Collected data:

- - - - - - -

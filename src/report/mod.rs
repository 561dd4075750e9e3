//! Report engine
//!
//! The filter layer narrows a loaded dataset by the page's year/month
//! controls; the summary layer turns the filtered rows into the tables each
//! dashboard page renders. Everything here is pure over borrowed rows.

pub mod filter;
pub mod summary;

pub use filter::{FilterSelection, Selection, distinct_years, filter_claims};
pub use summary::{
    DiagnosisDifferences, MedicineCostRow, MonthlyTotal, StatusBreakdown, StatusLine,
    WardClassRow, bottom_n, diagnosis_differences, group_count, group_mean, group_sum,
    medicine_cost_table, monthly_totals, monthly_trend, service_type_counts, status_distribution,
    summarize_by_status, top_n, ward_class_comparison,
};
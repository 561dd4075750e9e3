//! Claim analytics core for hospital insurance submissions
//!
//! Loads adjudicated claim datasets (package-based, non-package and
//! medicine claims) from parquet, derives the fixed feature records the
//! trained approval classifiers expect, scores new submissions and feeds
//! the filtered aggregate tables the dashboard pages render.
//!
//! A [`session::Session`] owns all loaded state and is read-only after
//! construction; report views borrow rows from it and never mutate shared
//! state.

pub mod config;
pub mod error;
pub mod features;
pub mod models;
pub mod reader;
pub mod reference;
pub mod report;
pub mod scoring;
pub mod session;

pub use config::{DateFormatConfig, SessionConfig};
pub use error::{Error, Result};
pub use features::{FeatureRecord, FeatureValue, RawClaimInput, RawValue, derive_features};
pub use models::{
    ClaimCategory, ClaimRecord, ClaimStatus, MedicineClaim, NonPackageClaim, PackageClaim,
};
pub use reference::ReferenceTable;
pub use scoring::{APPROVAL_THRESHOLD, ClaimScorer, Classifier, LinearClassifier, ScoreResult};
pub use session::Session;
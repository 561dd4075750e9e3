//! One-hot expansion and schema reindexing
//!
//! Classifiers trained on a one-hot encoded feature space expect an exact,
//! ordered set of indicator columns. Expansion alone is not enough: the
//! current input only produces indicators for the values it happens to
//! contain, so the expanded row is reindexed against the trained column
//! list: absent indicators become 0, columns the model never saw are
//! dropped, and order always follows the stored list.

use rustc_hash::FxHashMap;

use crate::features::{FeatureRecord, FeatureValue};

/// Expand a feature record into named numeric columns
///
/// Numeric fields keep their name and value; text fields become a single
/// `name_value` indicator column set to 1, matching the naming the models
/// were trained with.
#[must_use]
pub fn one_hot(record: &FeatureRecord) -> FxHashMap<String, f64> {
    let mut columns = FxHashMap::default();
    for (name, value) in record.iter() {
        match value {
            FeatureValue::Text(text) => {
                columns.insert(format!("{name}_{text}"), 1.0);
            }
            other => {
                if let Some(v) = other.as_number() {
                    columns.insert(name.to_string(), v);
                }
            }
        }
    }
    columns
}

/// Reindex expanded columns to the trained schema's column list
///
/// The output row is ordered exactly as `trained_columns`; any column the
/// expansion did not produce is zero-filled, and produced columns absent
/// from the trained list are silently dropped.
#[must_use]
pub fn reindex(trained_columns: &[String], expanded: &FxHashMap<String, f64>) -> Vec<f64> {
    trained_columns
        .iter()
        .map(|column| expanded.get(column).copied().unwrap_or(0.0))
        .collect()
}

- - - - - - -

Show every line from the entries that includes the word "summary".

- **Exercise response**:
//! controls; the summary layer turns the filtered rows into the tables each
pub mod summary;
pub use summary::{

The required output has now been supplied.